The teaching style has also been modified throughout each period. During the Sengoku jidai, students would often meet with the teacher everyday to learn. The technique would be demonstrated on the student once or twice with no explanation, then the student would go off to practice it. This would be repeated day in and day out. As time went on, "time" became more of a commodity in Japan. Now, a technique will be demonstrated a number of times with explanation as to how the student needs to improve their performance. 



			
				tshadowchaser said:
			
		

> Has the emphases on holds, locks, etc. changed



Koryu jujutsu includes strikes with the hands, feet, elbows, head and knees as well as locks and holds, although during the Sengoku jidai, the emphasis was on holding and immobilzing the enemy so you could get to your own weapons (or his) and then kill him. In the Edo jidai, the emphasis was on immobilizing your opponent so that an arrest could be made. During modern times, the emphasis seems to be on the needs of the student. Friends of mine who are Japanese police officers study koryu jujutsu and their emphasis is different from other friends of mine who are in the Japanese Self Defense Froces. I know Buddhist priests here who study koryu as a form ascetic practice as well as a system of defense for when they travel overseas. Other people train to form a connection with their culture...

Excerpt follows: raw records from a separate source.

//! Replicated key-value map on a three-member cluster
//!
//! This example starts three members on an in-process network, writes through
//! a follower, fails the leader and keeps writing on the remaining majority.
//!
//! Run with: cargo run --example replicated_kv

use anyhow::Context;
use raftstack_consensus::{LocalNetwork, NodeId, RaftConfig, ReplicatedStateMachine};
use std::time::Duration;

const MEMBERS: [&str; 3] = ["A", "B", "C"];

type Map = ReplicatedStateMachine<String, String>;

async fn wait_for_leader(maps: &[(&str, Map)], skip: Option<&NodeId>) -> anyhow::Result<NodeId> {
    for _ in 0..100 {
        let leader = maps
            .iter()
            .filter(|(name, _)| skip.map(|s| s.as_str() != *name).unwrap_or(true))
            .find(|(_, map)| map.is_leader())
            .and_then(|(_, map)| map.leader());
        if let Some(leader) = leader {
            return Ok(leader);
        }
        tokio::time::sleep(Duration::from_millis(50)).await;
    }
    anyhow::bail!("no leader elected")
}

#[tokio::main]
async fn main() -> anyhow::Result<()> {
    // Initialize tracing
    tracing_subscriber::fmt()
        .with_env_filter(
            tracing_subscriber::EnvFilter::try_from_default_env()
                .unwrap_or_else(|_| tracing_subscriber::EnvFilter::new("info")),
        )
        .init();

    println!("=== raftstack replicated map demo ===\n");

    let network = LocalNetwork::new();
    let mut maps = Vec::new();
    for name in MEMBERS {
        let config = RaftConfig::builder()
            .members(MEMBERS)
            .raft_id(name)
            .election_interval(Duration::from_millis(150), Duration::from_millis(300))
            .heartbeat_interval(Duration::from_millis(50))
            .build()?;
        let (transport, inbox) = network.join(name);
        let map = Map::start(config, transport, inbox)
            .with_context(|| format!("starting member {}", name))?;
        map.set_timeout(Duration::from_secs(2));
        println!("  ✓ Member {} started", name);
        maps.push((name, map));
    }

    println!("\nWaiting for leader election...");
    let leader = wait_for_leader(&maps, None).await?;
    println!("  ✓ Leader is {}\n", leader);

    // Writes through any member are routed to the leader
    let (follower, via) = maps
        .iter()
        .find(|(name, _)| *name != leader.as_str())
        .context("cluster has no follower")?;
    println!("Writing through follower {}", follower);
    via.put("username".to_string(), "alice".to_string()).await?;
    via.put("email".to_string(), "alice@example.com".to_string()).await?;
    let previous = via.put("username".to_string(), "bob".to_string()).await?;
    println!("  ✓ username replaced (was {:?})\n", previous);

    tokio::time::sleep(Duration::from_millis(200)).await;
    for (name, map) in &maps {
        println!(
            "  [{}] username = {:?}, email = {:?}",
            name,
            map.get(&"username".to_string()),
            map.get(&"email".to_string())
        );
    }

    println!("\nIsolating leader {}...", leader);
    network.isolate(&leader);
    let new_leader = wait_for_leader(&maps, Some(&leader)).await?;
    println!("  ✓ New leader is {}", new_leader);

    let (_, map) = maps
        .iter()
        .find(|(name, _)| *name == new_leader.as_str())
        .context("new leader is not a member")?;
    map.remove("email".to_string()).await?;
    println!("  ✓ email removed on the majority side");

    network.heal();
    tokio::time::sleep(Duration::from_millis(500)).await;
    println!("\nAfter healing:");
    for (name, map) in &maps {
        let status = map.node().status();
        println!(
            "  [{}] role = {}, term = {}, commit = {}, email = {:?}",
            name,
            status.role,
            status.term,
            status.commit_index,
            map.get(&"email".to_string())
        );
    }

    for (_, map) in &maps {
        map.node().shutdown().await;
    }
    println!("\n=== Demo complete ===");
    Ok(())
}
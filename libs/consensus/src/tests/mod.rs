//! Multi-node tests on an in-process network


use crate::{
    Entry, LogIndex, LocalNetwork, NodeId, NodeStatus, RaftConfig, RaftConfigBuilder, RaftNode,
    RaftReplication, RaftRole, Replication, StateMachine, Term,
};
use bytes::Bytes;
use parking_lot::RwLock;
use std::collections::HashMap;
use std::sync::Arc;
use std::time::Duration;

const POLLS: usize = 200;
const POLL_INTERVAL: Duration = Duration::from_millis(50);

pub(crate) fn init_tracing() {
    let _ = tracing_subscriber::fmt()
        .with_env_filter(tracing_subscriber::EnvFilter::from_default_env())
        .with_test_writer()
        .try_init();
}

/// Records every applied command
#[derive(Clone, Default)]
pub(crate) struct Journal(Arc<RwLock<Vec<Bytes>>>);

impl Journal {
    pub fn entries(&self) -> Vec<String> {
        self.0
            .read()
            .iter()
            .map(|c| String::from_utf8_lossy(c).into_owned())
            .collect()
    }
}

impl StateMachine for Journal {
    fn apply(&mut self, command: &[u8]) -> Vec<u8> {
        let mut applied = self.0.write();
        applied.push(Bytes::copy_from_slice(command));
        format!("{}:{}", applied.len(), String::from_utf8_lossy(command)).into_bytes()
    }

    fn snapshot(&self) -> Vec<u8> {
        let applied: Vec<Vec<u8>> = self.0.read().iter().map(|c| c.to_vec()).collect();
        bincode::serialize(&applied).unwrap()
    }

    fn restore(&mut self, snapshot: &[u8]) {
        let applied: Vec<Vec<u8>> = bincode::deserialize(snapshot).unwrap();
        *self.0.write() = applied.into_iter().map(Bytes::from).collect();
    }
}

struct Member {
    node: RaftNode,
    journal: Journal,
    config: RaftConfig,
}

/// A cluster whose members start with elections disabled
pub(crate) struct Cluster {
    pub network: LocalNetwork,
    members: HashMap<String, Member>,
}

fn base_config(names: &[&str], name: &str) -> RaftConfigBuilder {
    RaftConfig::builder()
        .members(names.iter().copied())
        .raft_id(name)
        .election_interval(Duration::from_millis(150), Duration::from_millis(300))
        .heartbeat_interval(Duration::from_millis(30))
        .no_elections(true)
        .request_timeout(Duration::from_secs(5))
}

impl Cluster {
    pub fn start(names: &[&str]) -> Self {
        Self::start_with(names, |b| b, |_| RaftReplication)
    }

    pub fn start_with<R: Replication>(
        names: &[&str],
        configure: impl Fn(RaftConfigBuilder) -> RaftConfigBuilder,
        replication: impl Fn(&str) -> R,
    ) -> Self {
        init_tracing();
        let mut cluster = Self {
            network: LocalNetwork::new(),
            members: HashMap::new(),
        };
        for name in names.iter().copied() {
            let config = configure(base_config(names, name)).build().unwrap();
            cluster.launch(config, replication(name));
        }
        cluster
    }

    fn launch<R: Replication>(&mut self, config: RaftConfig, replication: R) {
        let journal = Journal::default();
        let (transport, inbox) = self.network.join(config.raft_id.clone());
        let node = RaftNode::with_replication(
            config.clone(),
            transport,
            inbox,
            journal.clone(),
            replication,
        )
        .unwrap();
        self.members.insert(
            config.raft_id.to_string(),
            Member {
                node,
                journal,
                config,
            },
        );
    }

    /// Stop a member and start it again from its log
    pub async fn restart(&mut self, name: &str) {
        let member = self.members.remove(name).unwrap();
        member.node.shutdown().await;
        let mut config = member.config;
        config.election.no_elections = false;
        self.launch(config, RaftReplication);
        self.node(name).start_elections();
    }

    pub fn node(&self, name: &str) -> &RaftNode {
        &self.members[name].node
    }

    pub fn applied(&self, name: &str) -> Vec<String> {
        self.members[name].journal.entries()
    }

    /// Preload a member's log with entries of the given terms
    pub fn set_log(&self, name: &str, terms: &[u64]) {
        let log = self.node(name).log();
        let first = log.last_index();
        let entries = terms
            .iter()
            .enumerate()
            .map(|(i, t)| Entry::new(Term(*t), first + (i as u64 + 1), Bytes::new()))
            .collect();
        log.append(entries).unwrap();
    }

    pub fn start_elections(&self) {
        for member in self.members.values() {
            member.node.start_elections();
        }
    }

    fn statuses(&self, among: &[&str]) -> Vec<NodeStatus> {
        among.iter().map(|n| self.node(n).status()).collect()
    }

    /// The single leader of `among`, if all of them agree on it
    fn agreed_leader(&self, among: &[&str]) -> Option<NodeId> {
        let statuses = self.statuses(among);
        let leaders: Vec<&NodeStatus> = statuses
            .iter()
            .filter(|s| s.role == RaftRole::Leader)
            .collect();
        if leaders.len() != 1 {
            return None;
        }
        let leader = leaders[0];
        statuses
            .iter()
            .all(|s| s.leader.as_ref() == Some(&leader.id) && s.term == leader.term)
            .then(|| leader.id.clone())
    }

    pub async fn wait_for_leader(&self, among: &[&str]) -> NodeId {
        for _ in 0..POLLS {
            if let Some(leader) = self.agreed_leader(among) {
                return leader;
            }
            tokio::time::sleep(POLL_INTERVAL).await;
        }
        panic!("no agreed leader among {:?}: {:?}", among, self.statuses(among));
    }

    /// Wait until every member in `among` applied through `index`
    pub async fn wait_for_applied(&self, among: &[&str], index: LogIndex) {
        for _ in 0..POLLS {
            if self
                .statuses(among)
                .iter()
                .all(|s| s.last_applied >= index)
            {
                return;
            }
            tokio::time::sleep(POLL_INTERVAL).await;
        }
        panic!("{:?} did not apply through {}: {:?}", among, index, self.statuses(among));
    }

    pub async fn shutdown(&self) {
        for member in self.members.values() {
            member.node.shutdown().await;
        }
    }
}

/// Poll `condition` until it holds
pub(crate) async fn eventually(what: &str, condition: impl Fn() -> bool) {
    for _ in 0..POLLS {
        if condition() {
            return;
        }
        tokio::time::sleep(POLL_INTERVAL).await;
    }
    panic!("timed out waiting for {}", what);
}
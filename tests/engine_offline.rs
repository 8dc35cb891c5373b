//! End-to-end scenarios driven offline: the renderer is pumped by hand
//! instead of a hardware callback, with the real scheduler thread and
//! channels in between.

use std::sync::Arc;
use std::thread;
use std::time::Duration;

use crossbeam_channel::bounded;

use metrotone::capture::{CaptureBuffer, CaptureSink};
use metrotone::command::{RenderBus, RenderCommand};
use metrotone::graph::{Controls, Renderer};
use metrotone::metronome::{Metronome, MetronomeScheduler};
use metrotone::player::ClipTag;

const RATE: f64 = 44100.0;

/// A full metronome stack: muted tone, unity click gain, 1000-frame
/// all-ones tick clip so tick placement is visible in the output.
fn metronome_stack(bpm: f64) -> (Renderer, MetronomeScheduler, Arc<Controls>) {
    let controls = Controls::new(440.0, bpm, 0.0, 1.0);
    let bus = RenderBus::new();
    let (completions_tx, completions_rx) = bounded(64);
    let renderer = Renderer::new(
        RATE,
        Arc::new(vec![1.0f32; 1000]),
        controls.clone(),
        bus.receiver(),
        completions_tx,
    );
    let scheduler = MetronomeScheduler::spawn(
        Metronome::new(RATE, RATE),
        controls.bpm.clone(),
        controls.render_position.clone(),
        bus.sender(),
        completions_rx,
    )
    .unwrap();
    (renderer, scheduler, controls)
}

/// Render in hardware-sized blocks, pausing between blocks so the
/// scheduler thread gets to react to completions.
fn pump(renderer: &mut Renderer, out: &mut Vec<f32>, until: usize) {
    while out.len() < until {
        out.extend_from_slice(renderer.render(512));
        thread::sleep(Duration::from_millis(2));
    }
}

#[test]
fn metronome_ticks_land_on_the_tempo_grid() {
    // bpm=120 at 44100 Hz: ticks at samples 0, 22050, 44100
    let (mut renderer, scheduler, _controls) = metronome_stack(120.0);
    scheduler.start();
    thread::sleep(Duration::from_millis(100));

    let mut out = Vec::new();
    pump(&mut renderer, &mut out, 50_000);

    for start in [0usize, 22050, 44100] {
        assert_eq!(out[start], 1.0, "tick missing at {start}");
        assert_eq!(out[start + 999], 1.0, "tick truncated at {start}");
    }
    assert!(out[1000..22050].iter().all(|&s| s == 0.0));
    assert!(out[23050..44100].iter().all(|&s| s == 0.0));
}

#[test]
fn tempo_change_requantizes_from_sample_zero() {
    let (mut renderer, scheduler, _controls) = metronome_stack(120.0);
    scheduler.start();
    thread::sleep(Duration::from_millis(100));

    let mut out = Vec::new();
    pump(&mut renderer, &mut out, 2048);

    // the change stops the grid and restarts it immediately at 240 bpm
    scheduler.set_bpm(240.0);
    thread::sleep(Duration::from_millis(100));

    let mut after = Vec::new();
    pump(&mut renderer, &mut after, 13_000);

    // fresh timeline: tick at 0, next at trunc(60*44100/240) = 11025
    assert!(after[..1000].iter().all(|&s| s == 1.0));
    assert!(after[1000..11025].iter().all(|&s| s == 0.0));
    assert_eq!(after[11025], 1.0);
    assert_eq!(after[12024], 1.0);
}

#[test]
fn recorded_take_replays_fifo_at_unity_gain() {
    let controls = Controls::new(440.0, 120.0, 0.0, 1.0);
    let bus = RenderBus::new();
    let (completions_tx, completions_rx) = bounded(64);
    let mut renderer = Renderer::new(
        RATE,
        Arc::new(Vec::new()),
        controls.clone(),
        bus.receiver(),
        completions_tx,
    );

    // capture session: clear, raise the flag, deliver, drop the flag
    let buffer = CaptureBuffer::new(44100);
    let mut sink = CaptureSink::new(buffer.clone(), controls.recording.clone());
    buffer.clear();
    controls.recording.set(true);
    sink.deliver(&[0.3f32; 700], 1);
    controls.recording.set(false);
    assert_eq!(buffer.len(), 700);

    // two play requests: the second queues behind the first
    let take = Arc::new(buffer.snapshot());
    let tx = bus.sender();
    tx.send(RenderCommand::PlayClip(take.clone()));
    tx.send(RenderCommand::PlayClip(take));

    let mut out = Vec::new();
    for _ in 0..3 {
        out.extend_from_slice(renderer.render(512));
    }
    assert!(out[..1400].iter().all(|&s| (s - 0.3).abs() < 1e-6));
    assert!(out[1400..].iter().all(|&s| s == 0.0));

    let recordings = completions_rx
        .try_iter()
        .filter(|c| c.tag == ClipTag::Recording)
        .count();
    assert_eq!(recordings, 2);
}
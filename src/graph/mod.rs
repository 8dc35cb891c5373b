mod engine;
mod renderer;

pub use engine::{AudioEngine, EngineConfig};
pub use renderer::Renderer;

use std::sync::Arc;

use crate::sync::SynchronizedCell;

/// Parameters shared between the control surface and the audio
/// callbacks. Every cross-domain value goes through a SynchronizedCell;
/// the cells the scheduler thread and capture path also share are
/// individually Arc'd so they can be handed out without the whole
/// struct.
pub struct Controls {
    pub frequency: SynchronizedCell<f64>,
    pub bpm: Arc<SynchronizedCell<f64>>,
    pub tone_volume: SynchronizedCell<f32>,
    pub metronome_volume: SynchronizedCell<f32>,
    pub recording: Arc<SynchronizedCell<bool>>,
    /// Tick player timeline position, published by the render callback
    /// after each cycle; `None` until rendering has begun.
    pub render_position: Arc<SynchronizedCell<Option<u64>>>,
}

impl Controls {
    pub fn new(frequency: f64, bpm: f64, tone_volume: f32, metronome_volume: f32) -> Arc<Self> {
        Arc::new(Self {
            frequency: SynchronizedCell::new(frequency),
            bpm: Arc::new(SynchronizedCell::new(bpm)),
            tone_volume: SynchronizedCell::new(tone_volume),
            metronome_volume: SynchronizedCell::new(metronome_volume),
            recording: Arc::new(SynchronizedCell::new(false)),
            render_position: Arc::new(SynchronizedCell::new(None)),
        })
    }
}
use std::sync::atomic::{AtomicUsize, Ordering};
use std::sync::Arc;

use parking_lot::Mutex;

/// Fixed-capacity recording buffer shared between the capture callback
/// and the control thread.
///
/// Single-writer discipline: bulk samples and the fill length advance
/// only from the capture callback; the control thread resets the length
/// between sessions (while the recording flag is off, so the callback is
/// quiescent) and snapshots the filled region for playback. Storage is
/// allocated once and never resized.
pub struct CaptureBuffer {
    samples: Mutex<Vec<f32>>,
    len: AtomicUsize,
    capacity: usize,
}

impl CaptureBuffer {
    pub fn new(capacity: usize) -> Arc<Self> {
        Arc::new(Self {
            samples: Mutex::new(vec![0.0; capacity]),
            len: AtomicUsize::new(0),
            capacity,
        })
    }

    pub fn capacity(&self) -> usize {
        self.capacity
    }

    /// Frames recorded so far.
    pub fn len(&self) -> usize {
        self.len.load(Ordering::Acquire)
    }

    pub fn is_empty(&self) -> bool {
        self.len() == 0
    }

    /// Reset the fill length to zero. Control thread only, and only
    /// while recording is off.
    pub fn clear(&self) {
        self.len.store(0, Ordering::Release);
    }

    /// Append frames at the current fill point. Writes that would run
    /// past capacity are truncated rather than wrapped or rejected.
    /// Returns the number of frames actually written.
    ///
    /// Called from the capture callback; uses `try_lock` so a concurrent
    /// snapshot can never stall the real-time thread. A failed lock
    /// drops this block of frames (contention is only possible while a
    /// playback snapshot is in progress).
    pub fn append(&self, input: &[f32]) -> usize {
        let Some(mut samples) = self.samples.try_lock() else {
            return 0;
        };
        let len = self.len.load(Ordering::Acquire);
        let n = input.len().min(self.capacity - len);
        samples[len..len + n].copy_from_slice(&input[..n]);
        self.len.store(len + n, Ordering::Release);
        n
    }

    /// Copy of the filled region, frames `0..len`. Control thread only.
    pub fn snapshot(&self) -> Vec<f32> {
        let samples = self.samples.lock();
        let len = self.len.load(Ordering::Acquire).min(samples.len());
        samples[..len].to_vec()
    }
}
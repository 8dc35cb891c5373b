use std::sync::Arc;

/// Commands bound for the render callback.
///
/// Produced on the control domain (the control surface or the metronome
/// scheduler thread) and drained non-blockingly at the top of each output
/// callback. Payloads are `Arc`s so the callback only ever clones a
/// pointer, never sample data.
#[derive(Debug, Clone)]
pub enum RenderCommand {
    /// Play the tick clip starting at `start` on the tick player's
    /// own sample timeline.
    ScheduleTick { start: u64 },

    /// Drop all pending ticks and rewind the tick player's timeline to
    /// zero. Issued on tempo changes and metronome stop.
    ResetTickPlayer,

    /// Queue a captured buffer for playback. Starts immediately, or
    /// after the clips already queued (FIFO).
    PlayClip(Arc<Vec<f32>>),
}
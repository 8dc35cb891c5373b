mod tone;

pub use tone::ToneGenerator;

Obviously there's alot more to this as in the same vein we could ask, "How have American Rangers changed since the American Colonial Period?? ('_Let the enemy come till he's almost close enough to touch. Then let him have it and jump out and finish him with your hatchet.' -MAJ Robert's Standing Orders #19; 1759)". _An entire book could be written on the subject...


----------



## Gray Phoenix (Apr 1, 2005)

The true origin of "classical jujitsu" is actually unknown. I've read several versions of how, when and where it was developed, but I dont think I've read the same thing twice. There are some common threads in all the various stories though. It began in China and was brought to Japan by way of Okinawa. Okinawan Te seems to be a kind of dumping ground for many Chinese arts. As it passed to feudal Japan it became readily obvious that a linear striking art has a hindered effect on an armoured person. Although breaking the wooden armour of the samurai seems to be the origin of board breaking. Anywho, the art became more circular so as to not go through armour but to render it ineffective.As it spread through the warrior class of Japan it developed into its various Ryu in various provinces. It then broke off into Kodokan Judo under Professor Kano, and Aikido under O'Sensei Ueshiba. Both were masters of several styles of Jujitsu. 

Jujitsu as the mother art, was not taught to non-Japanese until Professor Okazaki opened up his Kodenkan School in Hawaii. Other styles of Jujitsu have since migrated to the west. 

Thats what I know (abbreviated). If I am wrong, in anything I've said, I welcome a correction.:asian:


----------



## shinbushi (Apr 2, 2005)

Gray Phoenix said:
			
		

> The true origin of "classical jujitsu" is actually unknown. I've read several versions of how, when and where it was developed, but I dont think I've read the same thing twice. There are some common threads in all the various stories though. It began in China and was brought to Japan by way of Okinawa.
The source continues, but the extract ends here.